Task instructions: Where the line with "pub enum NodePhase" appears below, start writing out lines exactly, and finish with the line with "Activity Log Endpoint", which is included; write out nothing else.

══ Data section

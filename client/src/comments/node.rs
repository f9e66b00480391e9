//! Thread Nodes and Cursors

use nw_common::{Comment, SortOrder};

/// Address of a paginated list inside one thread.
#[derive(Debug, Clone, Copy, PartialEq, Eq, Hash, PartialOrd, Ord)]
pub enum ThreadNode {
    /// The top-level comments of the content item.
    TopLevel,
    /// Replies to the given top-level comment.
    Replies(i64),
}

impl ThreadNode {
    /// Parent id sent when listing or posting under this node.
    pub const fn parent_id(self) -> Option<i64> {
        match self {
            Self::TopLevel => None,
            Self::Replies(id) => Some(id),
        }
    }
}

/// Lifecycle of a node.
#[derive(Debug, Clone, Copy, PartialEq, Eq, Default)]
pub enum NodePhase {
    #[default]
    Collapsed,
    Loading,
    Loaded,
}

/// Page cursor of one node.
#[derive(Debug, Clone, Copy, PartialEq, Eq)]
pub struct ThreadPage {
    pub page_size: u32,
    pub pages_loaded: u32,
    pub total_count: u64,
    pub sort_order: SortOrder,
}

impl ThreadPage {
    pub const fn new(page_size: u32, sort_order: SortOrder) -> Self {
        Self {
            page_size,
            pages_loaded: 0,
            total_count: 0,
            sort_order,
        }
    }

    /// Number of items the loaded pages cover.
    pub fn materialized(&self) -> u64 {
        (u64::from(self.pages_loaded) * u64::from(self.page_size)).min(self.total_count)
    }

    pub fn has_more(&self) -> bool {
        self.total_count > u64::from(self.pages_loaded) * u64::from(self.page_size)
    }

    /// 1-based number of the page after the loaded ones.
    pub const fn next_page(&self) -> u32 {
        self.pages_loaded + 1
    }
}

/// Loaded state of one node.
#[derive(Debug, Clone, PartialEq, Eq)]
pub struct NodeState {
    pub phase: NodePhase,
    pub cursor: ThreadPage,
    pub items: Vec<Comment>,
}

impl NodeState {
    pub const fn new(page_size: u32, sort_order: SortOrder) -> Self {
        Self {
            phase: NodePhase::Collapsed,
            cursor: ThreadPage::new(page_size, sort_order),
            items: Vec::new(),
        }
    }

    /// Append `page`, skipping ids already present. Returns how many were
    /// added.
    pub fn append(&mut self, page: Vec<Comment>) -> usize {
        let before = self.items.len();
        for comment in page {
            if !self.items.iter().any(|c| c.id == comment.id) {
                self.items.push(comment);
            }
        }
        self.items.len() - before
    }
}
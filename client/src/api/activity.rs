//! Activity Log Endpoint

use nw_common::{ActivityFilter, Paged, SortOrder, UserActivity};

use super::{page_query, ApiClient};
use crate::error::ApiResult;

impl ApiClient {
    /// Fetch one page of the audited activity log.
    pub async fn user_activity(
        &self,
        filter: &ActivityFilter,
        page: u32,
        limit: u32,
        order: SortOrder,
    ) -> ApiResult<Paged<UserActivity>> {
        let env = self
            .post(
                "/user/user-activity",
                &page_query(page, limit, order),
                filter,
                "fetch user activity",
            )
            .await?;
        Ok(Paged {
            items: env.optional_field("data")?.unwrap_or_default(),
            meta: env.optional_field("meta")?.unwrap_or_default(),
        })
    }
}
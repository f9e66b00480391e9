//! Neswara Common Library
//!
//! Wire types and permission names shared by the dashboard crates.

pub mod error;
pub mod permissions;
pub mod types;

pub use error::{Error, Result};
pub use types::*;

════

Output:
pub enum NodePhase {
    #[default]
    Collapsed,
    Loading,
    Loaded,
}

/// Page cursor of one node.
#[derive(Debug, Clone, Copy, PartialEq, Eq)]
pub struct ThreadPage {
    pub page_size: u32,
    pub pages_loaded: u32,
    pub total_count: u64,
    pub sort_order: SortOrder,
}

impl ThreadPage {
    pub const fn new(page_size: u32, sort_order: SortOrder) -> Self {
        Self {
            page_size,
            pages_loaded: 0,
            total_count: 0,
            sort_order,
        }
    }

    /// Number of items the loaded pages cover.
    pub fn materialized(&self) -> u64 {
        (u64::from(self.pages_loaded) * u64::from(self.page_size)).min(self.total_count)
    }

    pub fn has_more(&self) -> bool {
        self.total_count > u64::from(self.pages_loaded) * u64::from(self.page_size)
    }

    /// 1-based number of the page after the loaded ones.
    pub const fn next_page(&self) -> u32 {
        self.pages_loaded + 1
    }
}

/// Loaded state of one node.
#[derive(Debug, Clone, PartialEq, Eq)]
pub struct NodeState {
    pub phase: NodePhase,
    pub cursor: ThreadPage,
    pub items: Vec<Comment>,
}

impl NodeState {
    pub const fn new(page_size: u32, sort_order: SortOrder) -> Self {
        Self {
            phase: NodePhase::Collapsed,
            cursor: ThreadPage::new(page_size, sort_order),
            items: Vec::new(),
        }
    }

    /// Append `page`, skipping ids already present. Returns how many were
    /// added.
    pub fn append(&mut self, page: Vec<Comment>) -> usize {
        let before = self.items.len();
        for comment in page {
            if !self.items.iter().any(|c| c.id == comment.id) {
                self.items.push(comment);
            }
        }
        self.items.len() - before
    }
}
filename client/src/api/activity.rs
//! Activity Log Endpoint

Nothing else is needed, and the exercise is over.